As many New Yorkers sheltered in place this past summer, Hannah Darensbourg ’22 CLAS toiled away on the rooftop of her brownstone apartment building in New York City’s Harlem neighborhood. When she had received a Villanova Undergraduate Research Fellowship in February 2020, she had planned to use a plot in Villanova’s research garden to study growing conditions for plants native to the Northeast.
An Environmental Sciences and Geography double major, Hannah wanted to investigate if these plants could be used in green roofs—rooftop systems featuring vegetation, which can help with water management, enhance insulation and improve air quality. Then COVID-19 struck. Campus went virtual, and students were informed their summer research fellowships would have to be conducted at home.
“It was a blessing in disguise, actually,” Hannah says. “At Villanova’s garden, I wouldn’t have had the exact conditions I needed to test for green roof gardens. But I live in New York City on the fourth floor of a townhouse.” With her landlord’s blessing, she was able to construct her own research garden on the roof.
Hannah built four 3.5-square-foot beds, tilted slightly for drainage. She filled the beds with a lightweight foam substrate and planted native switchgrass and lanceleaf coreopsis. For 12 weeks, she watered each bed according to different criteria and recorded the outcomes.
Having reached some promising early conclusions, Hannah is eager to continue her research. She says, “I have such hope for the future. There’s still so little research in this area, but I hope it will become more interactive and more popular in our future, and I’m excited to be on the front line.”

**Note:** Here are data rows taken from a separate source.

//! End-to-end frames through the adapter on a headless device.

use imbridge::headless::{DeviceCall, HeadlessDevice, HeadlessTexture, PassCommand};
use imbridge::*;
use imbridge_core::{BufferKind, DrawIndexed, IndexFormat};

fn setup(options: &AdapterOptions) -> (HeadlessDevice, IoState, FontAtlas, GuiAdapter<HeadlessDevice>) {
    let mut device = HeadlessDevice::new();
    let mut io = IoState::new();
    let mut fonts = FontAtlas::white(8, 8);
    let adapter = GuiAdapter::new(
        &mut device,
        &mut io,
        &mut fonts,
        TextureFormat::Bgra8Unorm,
        [1280, 720],
        options,
        None,
    )
    .unwrap();
    (device, io, fonts, adapter)
}

fn quad(texture_id: TextureId, clip_rect: [f32; 4]) -> DrawList {
    let white = Vec2::new(0.0, 0.0);
    let col = pack_color([255, 255, 255, 255]);
    DrawList {
        vtx_buffer: vec![
            DrawVert::new(Vec2::new(10.0, 10.0), white, col),
            DrawVert::new(Vec2::new(50.0, 10.0), white, col),
            DrawVert::new(Vec2::new(50.0, 50.0), white, col),
            DrawVert::new(Vec2::new(10.0, 50.0), white, col),
        ],
        idx_buffer: vec![0, 1, 2, 0, 2, 3],
        commands: vec![DrawCmd {
            clip_rect,
            texture_id,
            vtx_offset: 0,
            idx_offset: 0,
            elem_count: 6,
        }],
    }
}

fn frame_of(lists: Vec<DrawList>) -> DrawData {
    let mut data = DrawData::new([1280.0, 720.0]);
    data.lists = lists;
    data
}

fn draws(commands: &[PassCommand]) -> Vec<DrawIndexed> {
    commands
        .iter()
        .filter_map(|c| match c {
            PassCommand::DrawIndexed(d) => Some(*d),
            _ => None,
        })
        .collect()
}

#[test]
fn test_single_quad_frame() {
    let (mut device, _io, fonts, mut adapter) = setup(&AdapterOptions::default());
    let font = fonts.texture_id().unwrap();

    adapter
        .upload(&mut device, &frame_of(vec![quad(font, [0.0, 0.0, 1280.0, 720.0])]))
        .unwrap();
    {
        let mut pass = device.begin_pass();
        adapter.render(&mut pass).unwrap();
    }

    let commands = device.last_pass().unwrap();
    assert_eq!(commands.len(), 7);
    assert!(matches!(commands[0], PassCommand::BindPipeline { .. }));
    assert!(matches!(&commands[1], PassCommand::PushVertexUniforms(bytes) if bytes.len() == 64));
    assert!(matches!(commands[2], PassCommand::BindVertexBuffer { .. }));
    assert!(matches!(
        commands[3],
        PassCommand::BindIndexBuffer {
            format: IndexFormat::Uint16,
            ..
        }
    ));
    assert!(matches!(commands[4], PassCommand::BindTextureSampler { texture, .. } if texture == font));
    assert_eq!(
        commands[5],
        PassCommand::SetScissor(ScissorRect {
            x: 0,
            y: 0,
            width: 1280,
            height: 720,
        })
    );
    assert_eq!(
        commands[6],
        PassCommand::DrawIndexed(DrawIndexed {
            base_vertex: 0,
            first_index: 0,
            triangle_count: 2,
        })
    );
}

#[test]
fn test_second_list_is_offset_by_the_first() {
    let (mut device, _io, fonts, mut adapter) = setup(&AdapterOptions::default());
    let font = fonts.texture_id().unwrap();
    let full = [0.0, 0.0, 1280.0, 720.0];

    adapter
        .upload(&mut device, &frame_of(vec![quad(font, full), quad(font, full)]))
        .unwrap();
    {
        let mut pass = device.begin_pass();
        adapter.render(&mut pass).unwrap();
    }

    let issued = draws(device.last_pass().unwrap());
    assert_eq!(issued.len(), 2);
    assert_eq!((issued[0].base_vertex, issued[0].first_index), (0, 0));
    assert_eq!((issued[1].base_vertex, issued[1].first_index), (4, 6));
}

#[test]
fn test_clip_rect_clamped_to_viewport() {
    let (mut device, _io, fonts, mut adapter) = setup(&AdapterOptions::default());
    let font = fonts.texture_id().unwrap();

    adapter
        .upload(
            &mut device,
            &frame_of(vec![
                quad(font, [-10.0, 20.0, 2000.0, 700.0]),
                quad(font, [1500.0, 800.0, 1600.0, 900.0]),
            ]),
        )
        .unwrap();
    {
        let mut pass = device.begin_pass();
        adapter.render(&mut pass).unwrap();
    }

    let scissors: Vec<ScissorRect> = device
        .last_pass()
        .unwrap()
        .iter()
        .filter_map(|c| match c {
            PassCommand::SetScissor(r) => Some(*r),
            _ => None,
        })
        .collect();
    assert_eq!(
        scissors[0],
        ScissorRect {
            x: 0,
            y: 20,
            width: 1280,
            height: 680,
        }
    );
    // Entirely off-screen: empty, and the draw is still issued.
    assert_eq!(scissors[1].width, 0);
    assert_eq!(scissors[1].height, 0);
    assert_eq!(draws(device.last_pass().unwrap()).len(), 2);
}

#[test]
fn test_buffers_grow_for_large_frames() {
    let (mut device, _io, fonts, mut adapter) = setup(&AdapterOptions::default());
    let font = fonts.texture_id().unwrap();
    assert_eq!(adapter.renderer().translator().vertex_capacity(), 4096);

    // 1250 quads: 5000 vertices, 7500 indices.
    let mut builder = DrawListBuilder::new(font, fonts.white_uv());
    for i in 0..1250 {
        let x = (i % 50) as f32 * 10.0;
        let y = (i / 50) as f32 * 10.0;
        builder.add_rect_filled(Vec2::new(x, y), Vec2::new(x + 8.0, y + 8.0), pack_color([0, 0, 0, 255]));
    }
    device.clear_calls();
    adapter.upload(&mut device, &frame_of(vec![builder.build()])).unwrap();

    let translator = adapter.renderer().translator();
    assert_eq!(translator.vertex_capacity(), 5000);
    assert_eq!(translator.index_capacity(), 7500);

    let created: Vec<&DeviceCall> = device
        .calls()
        .iter()
        .filter(|c| matches!(c, DeviceCall::CreateBuffer { .. }))
        .collect();
    assert_eq!(created.len(), 2);
    assert!(matches!(
        created[0],
        DeviceCall::CreateBuffer {
            kind: BufferKind::Vertex,
            size: 100_000,
            ..
        }
    ));

    // Shrinking back does not reallocate.
    device.clear_calls();
    adapter
        .upload(&mut device, &frame_of(vec![quad(font, [0.0, 0.0, 10.0, 10.0])]))
        .unwrap();
    assert!(!device
        .calls()
        .iter()
        .any(|c| matches!(c, DeviceCall::CreateBuffer { .. })));
    assert_eq!(adapter.renderer().translator().vertex_capacity(), 5000);
}

#[test]
fn test_user_texture_round_trip() {
    let (mut device, _io, _fonts, mut adapter) = setup(&AdapterOptions::default());
    let texture: HeadlessTexture = device.create_texture(2, 2, TextureFormat::Rgba8Unorm).unwrap();

    let id = adapter.bind_texture(&texture);
    assert_eq!(adapter.bind_texture(&texture), id);
    assert_eq!(adapter.renderer().resolve(id).unwrap(), &texture);

    adapter
        .upload(&mut device, &frame_of(vec![quad(id, [0.0, 0.0, 100.0, 100.0])]))
        .unwrap();
    {
        let mut pass = device.begin_pass();
        adapter.render(&mut pass).unwrap();
    }
    assert!(device
        .last_pass()
        .unwrap()
        .iter()
        .any(|c| matches!(c, PassCommand::BindTextureSampler { texture: t, .. } if *t == id)));

    assert_eq!(adapter.unbind_texture(&texture), Some(texture.clone()));
    assert!(matches!(
        adapter.renderer().resolve(id),
        Err(BridgeError::UnknownTexture(_))
    ));
    // Unbinding never destroys the caller's texture.
    assert!(device.texture_data(&texture).is_some());
}

#[test]
fn test_unknown_texture_stops_the_frame() {
    let (mut device, _io, fonts, mut adapter) = setup(&AdapterOptions::default());
    let font = fonts.texture_id().unwrap();
    let full = [0.0, 0.0, 1280.0, 720.0];

    adapter
        .upload(
            &mut device,
            &frame_of(vec![quad(font, full), quad(TextureId::new(9999), full), quad(font, full)]),
        )
        .unwrap();
    let result = {
        let mut pass = device.begin_pass();
        adapter.render(&mut pass)
    };

    assert!(matches!(result, Err(BridgeError::UnknownTexture(id)) if id == TextureId::new(9999)));
    // Only the first command made it.
    assert_eq!(draws(device.last_pass().unwrap()).len(), 1);
}

#[test]
fn test_resize_updates_projection_and_scissor() {
    let (mut device, mut io, fonts, mut adapter) = setup(&AdapterOptions::default());
    let font = fonts.texture_id().unwrap();

    adapter.resize(&mut io, 800, 600);
    assert_eq!(io.display_size, [800.0, 600.0]);
    assert_eq!(adapter.renderer().viewport(), [800, 600]);
    let corner = adapter.renderer().projection() * Vec4::new(800.0, 600.0, 0.0, 1.0);
    assert!((corner.x - 1.0).abs() < 1e-5);
    assert!((corner.y + 1.0).abs() < 1e-5);

    adapter
        .upload(&mut device, &frame_of(vec![quad(font, [0.0, 0.0, 1280.0, 720.0])]))
        .unwrap();
    {
        let mut pass = device.begin_pass();
        adapter.render(&mut pass).unwrap();
    }
    assert!(device.last_pass().unwrap().contains(&PassCommand::SetScissor(ScissorRect {
        x: 0,
        y: 0,
        width: 800,
        height: 600,
    })));
}

#[test]
fn test_options_from_json() {
    let options = AdapterOptions::from_json_str(
        r#"{ "initial_vertex_capacity": 16, "initial_index_capacity": 24, "growth": "Doubling" }"#,
    )
    .unwrap();
    let (mut device, _io, fonts, mut adapter) = setup(&options);
    let font = fonts.texture_id().unwrap();
    assert_eq!(adapter.renderer().translator().vertex_capacity(), 16);

    let mut builder = DrawListBuilder::new(font, fonts.white_uv());
    for i in 0..5 {
        let x = i as f32 * 10.0;
        builder.add_rect_filled(Vec2::new(x, 0.0), Vec2::new(x + 5.0, 5.0), pack_color([9, 9, 9, 255]));
    }
    adapter.upload(&mut device, &frame_of(vec![builder.build()])).unwrap();
    // 20 vertices round up to 32, 30 indices to 32.
    assert_eq!(adapter.renderer().translator().vertex_capacity(), 32);
    assert_eq!(adapter.renderer().translator().index_capacity(), 32);
}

Building a Garden from Scratch
Constructing anything atop a Harlem townhouse isn't easy. Hannah's roof access is up a narrow ladder, through a hatch. The plywood for the base of her beds had to be cut in strips and reassembled roof-side, and the two-by-fours for the sides were fed up the hatch one by one. "Hannah has the mind of an engineer," says Steven Goldsmith, PhD, associate professor of Geography and the Environment, who serves as Hannah's faculty mentor. "She truly thinks through issues with project design and monitoring."